(Entries taken from a collection)
******************************
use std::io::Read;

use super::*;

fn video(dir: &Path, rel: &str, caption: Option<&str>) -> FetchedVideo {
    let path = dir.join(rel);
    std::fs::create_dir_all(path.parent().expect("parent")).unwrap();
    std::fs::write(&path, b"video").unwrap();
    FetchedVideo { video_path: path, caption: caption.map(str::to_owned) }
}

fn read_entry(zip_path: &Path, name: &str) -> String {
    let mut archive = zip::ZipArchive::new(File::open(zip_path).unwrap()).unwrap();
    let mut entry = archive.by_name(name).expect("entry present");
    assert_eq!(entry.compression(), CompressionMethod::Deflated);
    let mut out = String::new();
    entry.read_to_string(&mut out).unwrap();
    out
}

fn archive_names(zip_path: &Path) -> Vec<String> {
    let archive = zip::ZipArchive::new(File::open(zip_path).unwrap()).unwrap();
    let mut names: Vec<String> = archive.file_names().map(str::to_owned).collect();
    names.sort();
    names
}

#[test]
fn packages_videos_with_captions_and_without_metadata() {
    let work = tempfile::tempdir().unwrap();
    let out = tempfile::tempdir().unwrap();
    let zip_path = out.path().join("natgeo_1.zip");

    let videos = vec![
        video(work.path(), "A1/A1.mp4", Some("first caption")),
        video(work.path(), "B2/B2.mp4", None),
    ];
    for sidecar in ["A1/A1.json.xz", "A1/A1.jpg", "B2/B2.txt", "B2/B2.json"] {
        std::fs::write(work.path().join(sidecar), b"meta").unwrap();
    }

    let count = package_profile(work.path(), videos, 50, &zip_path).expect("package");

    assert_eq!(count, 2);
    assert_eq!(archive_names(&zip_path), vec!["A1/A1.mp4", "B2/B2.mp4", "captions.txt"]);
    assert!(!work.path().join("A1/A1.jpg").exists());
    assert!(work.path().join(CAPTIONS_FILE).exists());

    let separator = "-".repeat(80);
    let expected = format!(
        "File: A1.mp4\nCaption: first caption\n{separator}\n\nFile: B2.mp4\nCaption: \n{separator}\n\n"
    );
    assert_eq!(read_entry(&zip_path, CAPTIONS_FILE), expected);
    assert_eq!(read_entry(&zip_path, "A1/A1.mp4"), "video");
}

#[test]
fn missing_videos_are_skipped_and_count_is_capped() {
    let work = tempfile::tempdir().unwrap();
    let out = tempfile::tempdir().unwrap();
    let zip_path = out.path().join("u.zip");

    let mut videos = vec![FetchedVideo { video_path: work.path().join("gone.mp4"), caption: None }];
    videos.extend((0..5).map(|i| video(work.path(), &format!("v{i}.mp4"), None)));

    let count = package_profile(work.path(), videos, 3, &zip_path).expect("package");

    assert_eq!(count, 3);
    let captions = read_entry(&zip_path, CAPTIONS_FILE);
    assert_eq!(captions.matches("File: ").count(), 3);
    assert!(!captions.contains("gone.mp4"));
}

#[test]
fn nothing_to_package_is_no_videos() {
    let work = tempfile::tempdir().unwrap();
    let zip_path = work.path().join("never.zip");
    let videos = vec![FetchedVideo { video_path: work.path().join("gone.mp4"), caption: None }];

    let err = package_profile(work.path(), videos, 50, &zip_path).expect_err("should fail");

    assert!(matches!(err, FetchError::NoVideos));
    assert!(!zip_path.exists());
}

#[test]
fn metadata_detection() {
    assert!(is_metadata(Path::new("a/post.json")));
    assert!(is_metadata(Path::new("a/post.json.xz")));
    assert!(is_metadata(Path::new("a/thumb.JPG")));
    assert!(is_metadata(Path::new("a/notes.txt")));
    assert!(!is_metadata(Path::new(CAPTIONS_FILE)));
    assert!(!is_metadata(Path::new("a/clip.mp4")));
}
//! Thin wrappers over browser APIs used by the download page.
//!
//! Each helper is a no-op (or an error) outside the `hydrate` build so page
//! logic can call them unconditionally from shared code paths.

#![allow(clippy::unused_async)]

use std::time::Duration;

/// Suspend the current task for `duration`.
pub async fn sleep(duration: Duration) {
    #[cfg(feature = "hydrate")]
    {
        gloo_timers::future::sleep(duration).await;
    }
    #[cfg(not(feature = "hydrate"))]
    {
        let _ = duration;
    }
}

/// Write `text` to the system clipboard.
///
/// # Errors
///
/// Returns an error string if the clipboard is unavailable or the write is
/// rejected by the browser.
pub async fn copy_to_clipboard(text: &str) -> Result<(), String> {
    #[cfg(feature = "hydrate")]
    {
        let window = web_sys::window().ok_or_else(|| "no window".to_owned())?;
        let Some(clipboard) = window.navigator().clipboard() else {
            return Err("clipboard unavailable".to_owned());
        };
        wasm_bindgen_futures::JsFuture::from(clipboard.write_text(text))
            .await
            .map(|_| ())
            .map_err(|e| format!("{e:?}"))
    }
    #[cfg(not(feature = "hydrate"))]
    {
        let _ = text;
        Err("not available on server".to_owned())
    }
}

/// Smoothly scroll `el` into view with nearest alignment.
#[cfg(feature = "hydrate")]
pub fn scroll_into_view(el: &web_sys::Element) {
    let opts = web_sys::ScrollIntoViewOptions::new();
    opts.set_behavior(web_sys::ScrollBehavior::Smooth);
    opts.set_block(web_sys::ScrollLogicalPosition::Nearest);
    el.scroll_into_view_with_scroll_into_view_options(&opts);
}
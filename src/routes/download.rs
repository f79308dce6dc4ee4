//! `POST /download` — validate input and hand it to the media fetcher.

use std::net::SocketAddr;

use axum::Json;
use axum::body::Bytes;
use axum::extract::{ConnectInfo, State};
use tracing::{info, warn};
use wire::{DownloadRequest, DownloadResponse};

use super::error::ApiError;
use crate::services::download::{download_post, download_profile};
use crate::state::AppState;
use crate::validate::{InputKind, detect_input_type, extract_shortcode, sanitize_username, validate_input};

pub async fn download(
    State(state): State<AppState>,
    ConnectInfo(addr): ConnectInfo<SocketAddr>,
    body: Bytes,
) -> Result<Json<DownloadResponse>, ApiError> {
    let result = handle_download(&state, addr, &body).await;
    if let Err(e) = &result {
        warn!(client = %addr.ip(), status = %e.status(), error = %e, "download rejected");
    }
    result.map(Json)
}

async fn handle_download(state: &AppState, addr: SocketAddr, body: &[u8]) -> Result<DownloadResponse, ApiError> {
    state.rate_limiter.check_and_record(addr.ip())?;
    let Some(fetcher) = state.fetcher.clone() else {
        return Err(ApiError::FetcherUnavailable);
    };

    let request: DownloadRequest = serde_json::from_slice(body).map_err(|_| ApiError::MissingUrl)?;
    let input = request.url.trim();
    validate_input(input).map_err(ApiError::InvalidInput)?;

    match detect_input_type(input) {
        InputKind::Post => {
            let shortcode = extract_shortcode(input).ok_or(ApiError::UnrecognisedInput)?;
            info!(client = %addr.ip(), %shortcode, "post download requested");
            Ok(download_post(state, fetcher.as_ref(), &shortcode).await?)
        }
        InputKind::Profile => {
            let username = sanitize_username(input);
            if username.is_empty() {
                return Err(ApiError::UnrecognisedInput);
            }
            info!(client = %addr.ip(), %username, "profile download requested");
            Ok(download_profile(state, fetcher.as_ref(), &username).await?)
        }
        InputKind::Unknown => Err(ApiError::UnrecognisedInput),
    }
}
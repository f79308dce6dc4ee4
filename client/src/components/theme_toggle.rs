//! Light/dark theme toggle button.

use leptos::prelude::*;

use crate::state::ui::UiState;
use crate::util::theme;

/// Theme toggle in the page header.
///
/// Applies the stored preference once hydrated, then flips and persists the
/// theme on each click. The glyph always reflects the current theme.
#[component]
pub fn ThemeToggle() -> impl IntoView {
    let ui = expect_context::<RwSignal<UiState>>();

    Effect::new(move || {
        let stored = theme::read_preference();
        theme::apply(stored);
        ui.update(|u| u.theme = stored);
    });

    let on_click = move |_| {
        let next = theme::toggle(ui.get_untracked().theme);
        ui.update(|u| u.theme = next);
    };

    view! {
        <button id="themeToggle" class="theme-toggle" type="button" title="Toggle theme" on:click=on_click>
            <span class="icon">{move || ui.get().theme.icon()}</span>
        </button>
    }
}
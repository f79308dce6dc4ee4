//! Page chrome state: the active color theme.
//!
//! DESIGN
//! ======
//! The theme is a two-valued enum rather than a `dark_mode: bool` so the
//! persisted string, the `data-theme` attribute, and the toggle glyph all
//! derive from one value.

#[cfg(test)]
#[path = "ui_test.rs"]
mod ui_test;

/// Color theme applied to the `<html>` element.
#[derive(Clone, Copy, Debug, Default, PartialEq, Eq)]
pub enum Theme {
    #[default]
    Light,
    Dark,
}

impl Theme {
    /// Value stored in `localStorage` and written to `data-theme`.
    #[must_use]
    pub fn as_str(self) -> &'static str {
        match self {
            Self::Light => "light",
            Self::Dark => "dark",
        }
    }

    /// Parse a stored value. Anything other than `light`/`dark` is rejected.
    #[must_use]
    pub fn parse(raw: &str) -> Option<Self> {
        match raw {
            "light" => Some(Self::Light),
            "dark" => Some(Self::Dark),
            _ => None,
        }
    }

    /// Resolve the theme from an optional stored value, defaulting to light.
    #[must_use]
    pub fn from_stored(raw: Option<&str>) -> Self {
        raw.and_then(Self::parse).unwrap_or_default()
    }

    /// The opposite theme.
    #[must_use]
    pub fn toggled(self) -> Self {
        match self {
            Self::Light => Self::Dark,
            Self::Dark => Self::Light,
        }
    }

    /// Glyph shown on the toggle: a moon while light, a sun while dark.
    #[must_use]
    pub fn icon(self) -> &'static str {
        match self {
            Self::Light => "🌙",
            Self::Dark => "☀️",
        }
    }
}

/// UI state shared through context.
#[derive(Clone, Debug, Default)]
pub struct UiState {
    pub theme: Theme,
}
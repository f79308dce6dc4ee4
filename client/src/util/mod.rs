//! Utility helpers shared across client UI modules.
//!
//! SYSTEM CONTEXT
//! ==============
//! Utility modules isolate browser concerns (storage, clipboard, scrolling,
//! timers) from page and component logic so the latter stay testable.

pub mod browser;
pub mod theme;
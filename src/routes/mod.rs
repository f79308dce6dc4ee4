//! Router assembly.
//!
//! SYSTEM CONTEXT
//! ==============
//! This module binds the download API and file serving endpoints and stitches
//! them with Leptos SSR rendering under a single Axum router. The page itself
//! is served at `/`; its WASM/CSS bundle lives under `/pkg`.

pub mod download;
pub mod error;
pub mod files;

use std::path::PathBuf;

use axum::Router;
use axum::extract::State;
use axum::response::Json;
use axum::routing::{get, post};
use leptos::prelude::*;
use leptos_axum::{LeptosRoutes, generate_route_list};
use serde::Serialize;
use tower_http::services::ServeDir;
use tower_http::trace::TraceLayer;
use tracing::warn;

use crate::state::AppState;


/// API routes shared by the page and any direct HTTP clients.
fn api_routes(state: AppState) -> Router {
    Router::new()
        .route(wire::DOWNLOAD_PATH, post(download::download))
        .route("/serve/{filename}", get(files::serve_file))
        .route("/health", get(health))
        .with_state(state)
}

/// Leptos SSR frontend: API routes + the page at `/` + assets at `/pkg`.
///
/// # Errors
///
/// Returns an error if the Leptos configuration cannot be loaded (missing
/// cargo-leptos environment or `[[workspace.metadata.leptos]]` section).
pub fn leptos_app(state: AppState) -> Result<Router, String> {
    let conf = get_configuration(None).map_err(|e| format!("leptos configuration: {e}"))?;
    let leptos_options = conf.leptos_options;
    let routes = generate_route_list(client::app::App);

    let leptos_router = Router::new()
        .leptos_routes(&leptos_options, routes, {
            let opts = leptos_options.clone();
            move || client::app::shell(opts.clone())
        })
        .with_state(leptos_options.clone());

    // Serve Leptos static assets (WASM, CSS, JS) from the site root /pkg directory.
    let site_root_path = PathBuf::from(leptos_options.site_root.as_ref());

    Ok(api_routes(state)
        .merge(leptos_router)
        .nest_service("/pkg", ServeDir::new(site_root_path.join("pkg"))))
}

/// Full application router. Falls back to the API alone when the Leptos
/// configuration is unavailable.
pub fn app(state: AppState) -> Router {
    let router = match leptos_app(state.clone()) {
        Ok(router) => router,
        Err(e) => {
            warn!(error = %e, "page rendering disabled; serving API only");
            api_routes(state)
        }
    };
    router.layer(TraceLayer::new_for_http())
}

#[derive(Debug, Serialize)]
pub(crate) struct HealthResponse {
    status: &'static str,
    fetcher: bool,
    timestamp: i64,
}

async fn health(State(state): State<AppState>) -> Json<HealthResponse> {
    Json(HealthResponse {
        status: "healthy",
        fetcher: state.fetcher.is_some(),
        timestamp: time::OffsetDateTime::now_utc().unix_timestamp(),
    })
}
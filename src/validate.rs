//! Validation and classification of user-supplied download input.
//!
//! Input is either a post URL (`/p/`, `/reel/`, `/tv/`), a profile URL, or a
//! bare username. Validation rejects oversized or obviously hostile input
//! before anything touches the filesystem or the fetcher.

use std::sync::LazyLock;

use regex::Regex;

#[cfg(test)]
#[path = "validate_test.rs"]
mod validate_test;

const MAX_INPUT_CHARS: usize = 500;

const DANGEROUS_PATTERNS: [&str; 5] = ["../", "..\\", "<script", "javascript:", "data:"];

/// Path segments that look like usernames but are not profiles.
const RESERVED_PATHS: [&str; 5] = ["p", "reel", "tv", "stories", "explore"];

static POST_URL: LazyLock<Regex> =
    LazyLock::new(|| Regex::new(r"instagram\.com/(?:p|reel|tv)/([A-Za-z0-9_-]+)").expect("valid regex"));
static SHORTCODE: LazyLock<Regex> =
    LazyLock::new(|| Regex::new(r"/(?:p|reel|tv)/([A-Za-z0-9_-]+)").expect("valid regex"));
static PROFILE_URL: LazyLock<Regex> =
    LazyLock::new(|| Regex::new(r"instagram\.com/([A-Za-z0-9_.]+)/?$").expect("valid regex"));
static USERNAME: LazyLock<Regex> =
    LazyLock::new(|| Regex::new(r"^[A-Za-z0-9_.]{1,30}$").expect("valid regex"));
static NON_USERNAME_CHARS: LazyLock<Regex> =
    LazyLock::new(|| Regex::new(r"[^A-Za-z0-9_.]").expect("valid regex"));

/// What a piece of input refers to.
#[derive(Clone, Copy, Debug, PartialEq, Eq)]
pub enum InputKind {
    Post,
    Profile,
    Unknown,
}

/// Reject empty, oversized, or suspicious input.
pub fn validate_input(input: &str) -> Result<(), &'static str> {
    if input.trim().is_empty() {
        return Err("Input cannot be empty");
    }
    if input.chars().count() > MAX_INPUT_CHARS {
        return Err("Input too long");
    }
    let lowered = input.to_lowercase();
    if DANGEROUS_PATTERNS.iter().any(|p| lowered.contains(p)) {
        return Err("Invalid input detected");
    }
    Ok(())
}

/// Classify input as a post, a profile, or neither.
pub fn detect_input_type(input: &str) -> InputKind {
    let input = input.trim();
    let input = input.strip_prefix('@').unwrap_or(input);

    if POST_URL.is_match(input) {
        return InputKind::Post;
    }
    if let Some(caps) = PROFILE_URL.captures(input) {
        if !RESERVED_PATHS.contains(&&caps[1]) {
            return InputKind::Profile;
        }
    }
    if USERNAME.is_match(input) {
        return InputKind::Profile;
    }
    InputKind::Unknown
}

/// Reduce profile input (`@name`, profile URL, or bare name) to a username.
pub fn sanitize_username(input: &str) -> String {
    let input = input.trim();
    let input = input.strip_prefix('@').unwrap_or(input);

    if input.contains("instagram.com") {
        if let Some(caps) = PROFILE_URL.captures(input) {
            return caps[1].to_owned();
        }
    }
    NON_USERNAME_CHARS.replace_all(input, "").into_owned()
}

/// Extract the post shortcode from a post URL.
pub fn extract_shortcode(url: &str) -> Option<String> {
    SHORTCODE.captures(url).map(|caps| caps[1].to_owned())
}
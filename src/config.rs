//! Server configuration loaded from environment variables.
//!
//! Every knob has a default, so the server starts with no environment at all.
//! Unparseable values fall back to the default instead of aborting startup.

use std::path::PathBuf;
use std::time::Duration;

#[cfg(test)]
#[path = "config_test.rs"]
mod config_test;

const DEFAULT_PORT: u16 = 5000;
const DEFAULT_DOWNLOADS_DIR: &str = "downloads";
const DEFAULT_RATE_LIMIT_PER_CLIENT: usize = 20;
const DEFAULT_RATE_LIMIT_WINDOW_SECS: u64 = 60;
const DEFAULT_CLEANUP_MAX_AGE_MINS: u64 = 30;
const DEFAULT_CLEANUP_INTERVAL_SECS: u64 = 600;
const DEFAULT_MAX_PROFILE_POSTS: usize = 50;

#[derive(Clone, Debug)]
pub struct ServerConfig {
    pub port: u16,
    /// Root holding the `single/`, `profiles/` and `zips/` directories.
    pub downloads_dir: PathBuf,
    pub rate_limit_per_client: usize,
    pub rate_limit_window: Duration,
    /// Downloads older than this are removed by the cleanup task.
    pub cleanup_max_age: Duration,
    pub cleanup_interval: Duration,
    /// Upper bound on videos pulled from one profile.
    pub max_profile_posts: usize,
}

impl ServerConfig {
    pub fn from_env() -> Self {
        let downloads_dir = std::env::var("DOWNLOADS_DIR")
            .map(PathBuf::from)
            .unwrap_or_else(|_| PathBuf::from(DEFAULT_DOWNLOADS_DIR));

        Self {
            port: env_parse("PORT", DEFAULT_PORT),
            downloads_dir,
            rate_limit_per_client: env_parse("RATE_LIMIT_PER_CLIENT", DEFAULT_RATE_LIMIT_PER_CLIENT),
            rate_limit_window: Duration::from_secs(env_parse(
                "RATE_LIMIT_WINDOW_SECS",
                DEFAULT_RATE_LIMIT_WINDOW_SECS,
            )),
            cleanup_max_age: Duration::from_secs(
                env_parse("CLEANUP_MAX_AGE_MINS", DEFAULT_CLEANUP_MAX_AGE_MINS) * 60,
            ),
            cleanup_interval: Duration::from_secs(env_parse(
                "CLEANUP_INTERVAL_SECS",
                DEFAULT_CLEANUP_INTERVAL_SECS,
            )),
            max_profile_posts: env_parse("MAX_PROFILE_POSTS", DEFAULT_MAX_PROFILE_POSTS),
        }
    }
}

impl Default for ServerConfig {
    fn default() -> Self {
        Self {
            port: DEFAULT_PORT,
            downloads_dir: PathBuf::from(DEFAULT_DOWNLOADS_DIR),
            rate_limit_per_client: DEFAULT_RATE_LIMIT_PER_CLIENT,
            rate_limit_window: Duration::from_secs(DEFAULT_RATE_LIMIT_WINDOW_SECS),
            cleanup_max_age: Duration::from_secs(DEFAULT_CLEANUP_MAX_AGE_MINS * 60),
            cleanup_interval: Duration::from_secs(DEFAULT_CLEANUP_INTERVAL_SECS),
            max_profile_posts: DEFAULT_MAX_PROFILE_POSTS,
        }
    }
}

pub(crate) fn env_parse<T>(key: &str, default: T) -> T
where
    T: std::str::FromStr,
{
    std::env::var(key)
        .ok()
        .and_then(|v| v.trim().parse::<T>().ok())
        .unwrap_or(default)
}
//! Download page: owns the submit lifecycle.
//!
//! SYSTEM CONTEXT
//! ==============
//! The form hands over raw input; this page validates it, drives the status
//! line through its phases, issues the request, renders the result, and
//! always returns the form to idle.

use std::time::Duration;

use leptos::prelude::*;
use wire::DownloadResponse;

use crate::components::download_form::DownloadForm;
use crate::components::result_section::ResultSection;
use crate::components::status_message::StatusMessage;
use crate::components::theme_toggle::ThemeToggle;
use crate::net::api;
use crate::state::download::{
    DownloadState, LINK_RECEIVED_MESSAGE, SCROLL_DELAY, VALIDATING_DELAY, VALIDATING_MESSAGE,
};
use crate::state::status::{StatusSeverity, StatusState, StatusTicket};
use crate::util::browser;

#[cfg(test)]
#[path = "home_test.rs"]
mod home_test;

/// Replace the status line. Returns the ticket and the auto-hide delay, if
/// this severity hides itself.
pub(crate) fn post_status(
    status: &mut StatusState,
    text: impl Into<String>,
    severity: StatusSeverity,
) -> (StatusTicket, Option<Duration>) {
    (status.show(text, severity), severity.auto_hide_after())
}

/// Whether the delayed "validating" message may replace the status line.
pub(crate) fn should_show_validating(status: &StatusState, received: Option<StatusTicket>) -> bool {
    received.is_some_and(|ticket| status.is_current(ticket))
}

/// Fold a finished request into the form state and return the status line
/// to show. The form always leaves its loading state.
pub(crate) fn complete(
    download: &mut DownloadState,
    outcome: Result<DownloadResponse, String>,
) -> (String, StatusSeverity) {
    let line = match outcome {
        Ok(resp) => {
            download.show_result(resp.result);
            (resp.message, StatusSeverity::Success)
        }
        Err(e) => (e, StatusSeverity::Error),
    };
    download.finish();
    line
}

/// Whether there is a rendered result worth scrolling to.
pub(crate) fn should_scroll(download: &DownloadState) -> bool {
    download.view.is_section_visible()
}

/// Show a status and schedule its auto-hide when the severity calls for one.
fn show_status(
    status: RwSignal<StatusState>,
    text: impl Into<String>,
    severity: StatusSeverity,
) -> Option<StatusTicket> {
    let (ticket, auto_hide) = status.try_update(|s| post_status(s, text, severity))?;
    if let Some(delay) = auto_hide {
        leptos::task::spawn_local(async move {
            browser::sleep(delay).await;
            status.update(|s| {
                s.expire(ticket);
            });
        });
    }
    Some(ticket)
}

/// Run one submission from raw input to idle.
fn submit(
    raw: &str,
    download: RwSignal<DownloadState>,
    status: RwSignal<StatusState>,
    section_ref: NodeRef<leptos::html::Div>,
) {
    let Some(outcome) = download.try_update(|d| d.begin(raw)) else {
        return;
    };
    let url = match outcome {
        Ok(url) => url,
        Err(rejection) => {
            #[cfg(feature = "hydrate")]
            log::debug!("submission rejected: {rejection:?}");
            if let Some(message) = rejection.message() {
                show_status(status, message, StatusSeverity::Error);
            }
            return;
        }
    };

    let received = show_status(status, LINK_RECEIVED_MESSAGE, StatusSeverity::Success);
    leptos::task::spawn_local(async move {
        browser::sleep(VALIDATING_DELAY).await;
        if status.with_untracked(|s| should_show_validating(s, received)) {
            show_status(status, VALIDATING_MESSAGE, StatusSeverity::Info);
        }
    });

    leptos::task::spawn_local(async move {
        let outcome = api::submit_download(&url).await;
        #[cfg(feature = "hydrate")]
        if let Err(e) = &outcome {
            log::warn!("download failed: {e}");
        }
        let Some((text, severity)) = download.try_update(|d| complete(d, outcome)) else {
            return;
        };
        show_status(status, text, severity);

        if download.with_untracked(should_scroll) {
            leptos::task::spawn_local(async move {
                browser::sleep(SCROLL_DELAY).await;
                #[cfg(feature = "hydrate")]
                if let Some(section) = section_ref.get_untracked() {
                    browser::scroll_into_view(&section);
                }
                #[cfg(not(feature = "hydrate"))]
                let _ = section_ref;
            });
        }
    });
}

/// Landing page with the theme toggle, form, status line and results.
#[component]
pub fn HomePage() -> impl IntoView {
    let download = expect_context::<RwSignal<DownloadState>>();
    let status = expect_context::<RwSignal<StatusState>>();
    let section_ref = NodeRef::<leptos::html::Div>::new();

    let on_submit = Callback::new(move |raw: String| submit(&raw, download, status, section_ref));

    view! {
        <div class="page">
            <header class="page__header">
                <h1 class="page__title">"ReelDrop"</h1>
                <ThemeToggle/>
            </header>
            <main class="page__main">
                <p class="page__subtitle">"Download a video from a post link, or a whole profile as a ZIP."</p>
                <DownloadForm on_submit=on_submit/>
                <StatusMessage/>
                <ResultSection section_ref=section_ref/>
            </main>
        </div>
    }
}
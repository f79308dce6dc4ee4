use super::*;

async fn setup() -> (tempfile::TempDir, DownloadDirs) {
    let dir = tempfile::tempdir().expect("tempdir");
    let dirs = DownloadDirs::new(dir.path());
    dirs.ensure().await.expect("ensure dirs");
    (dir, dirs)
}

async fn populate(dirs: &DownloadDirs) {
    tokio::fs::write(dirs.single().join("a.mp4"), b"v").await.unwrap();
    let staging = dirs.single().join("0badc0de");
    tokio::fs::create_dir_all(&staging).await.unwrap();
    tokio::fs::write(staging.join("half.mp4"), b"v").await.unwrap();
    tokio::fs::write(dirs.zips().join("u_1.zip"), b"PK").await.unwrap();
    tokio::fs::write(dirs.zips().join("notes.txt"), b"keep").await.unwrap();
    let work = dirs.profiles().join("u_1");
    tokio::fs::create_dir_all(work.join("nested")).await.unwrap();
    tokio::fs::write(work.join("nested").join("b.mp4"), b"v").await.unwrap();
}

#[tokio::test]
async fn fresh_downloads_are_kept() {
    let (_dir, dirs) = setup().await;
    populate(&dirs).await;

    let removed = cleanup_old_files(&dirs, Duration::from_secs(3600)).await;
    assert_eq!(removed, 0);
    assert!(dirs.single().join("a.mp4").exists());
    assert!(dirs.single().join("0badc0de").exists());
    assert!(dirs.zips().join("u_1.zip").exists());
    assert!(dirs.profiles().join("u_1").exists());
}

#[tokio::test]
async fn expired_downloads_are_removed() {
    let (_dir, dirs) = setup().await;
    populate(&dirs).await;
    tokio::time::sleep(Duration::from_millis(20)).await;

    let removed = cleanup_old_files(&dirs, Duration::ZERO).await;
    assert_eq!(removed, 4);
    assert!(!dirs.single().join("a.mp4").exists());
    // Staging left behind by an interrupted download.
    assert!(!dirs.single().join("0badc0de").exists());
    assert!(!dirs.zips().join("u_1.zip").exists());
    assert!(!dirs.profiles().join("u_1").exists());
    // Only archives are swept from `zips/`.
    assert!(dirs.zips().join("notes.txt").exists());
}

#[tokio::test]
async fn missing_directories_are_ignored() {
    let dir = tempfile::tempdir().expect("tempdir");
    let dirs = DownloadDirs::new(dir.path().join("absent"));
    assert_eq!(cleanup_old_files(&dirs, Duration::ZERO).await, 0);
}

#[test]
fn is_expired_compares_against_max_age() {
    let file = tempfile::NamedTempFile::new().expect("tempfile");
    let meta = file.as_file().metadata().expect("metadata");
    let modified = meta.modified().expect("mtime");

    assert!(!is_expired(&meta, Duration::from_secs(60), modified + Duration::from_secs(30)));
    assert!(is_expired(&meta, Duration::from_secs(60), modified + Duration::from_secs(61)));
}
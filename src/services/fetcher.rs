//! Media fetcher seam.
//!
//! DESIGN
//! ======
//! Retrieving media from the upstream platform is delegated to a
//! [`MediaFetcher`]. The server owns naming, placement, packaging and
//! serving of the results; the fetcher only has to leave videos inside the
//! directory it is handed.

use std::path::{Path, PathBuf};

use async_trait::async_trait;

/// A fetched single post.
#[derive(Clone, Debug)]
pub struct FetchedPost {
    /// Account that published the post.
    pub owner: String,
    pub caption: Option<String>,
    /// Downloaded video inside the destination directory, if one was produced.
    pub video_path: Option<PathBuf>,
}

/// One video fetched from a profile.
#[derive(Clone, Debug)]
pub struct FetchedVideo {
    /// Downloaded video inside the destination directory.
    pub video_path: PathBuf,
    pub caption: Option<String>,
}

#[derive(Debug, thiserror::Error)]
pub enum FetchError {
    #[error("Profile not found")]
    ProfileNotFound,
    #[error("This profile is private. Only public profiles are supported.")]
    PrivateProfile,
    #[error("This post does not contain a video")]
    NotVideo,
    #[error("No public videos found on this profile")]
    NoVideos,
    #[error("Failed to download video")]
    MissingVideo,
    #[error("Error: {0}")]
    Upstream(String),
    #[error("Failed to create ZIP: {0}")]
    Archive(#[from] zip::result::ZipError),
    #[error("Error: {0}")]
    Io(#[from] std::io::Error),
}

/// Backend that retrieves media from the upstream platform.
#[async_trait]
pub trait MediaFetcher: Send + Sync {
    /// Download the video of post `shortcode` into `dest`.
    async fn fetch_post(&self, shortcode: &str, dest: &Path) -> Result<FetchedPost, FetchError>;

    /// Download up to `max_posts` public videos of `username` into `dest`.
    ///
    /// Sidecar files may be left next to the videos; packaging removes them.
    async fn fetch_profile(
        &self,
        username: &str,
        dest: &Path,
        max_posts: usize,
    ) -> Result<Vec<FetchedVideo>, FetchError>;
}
******************************
◆ Requirement: Check the records above and copy each line that has the string "components".

◆ Answer to this problem:
filename client/src/components/theme_toggle.rs
use crate::components::download_form::DownloadForm;
use crate::components::result_section::ResultSection;
use crate::components::status_message::StatusMessage;
use crate::components::theme_toggle::ThemeToggle;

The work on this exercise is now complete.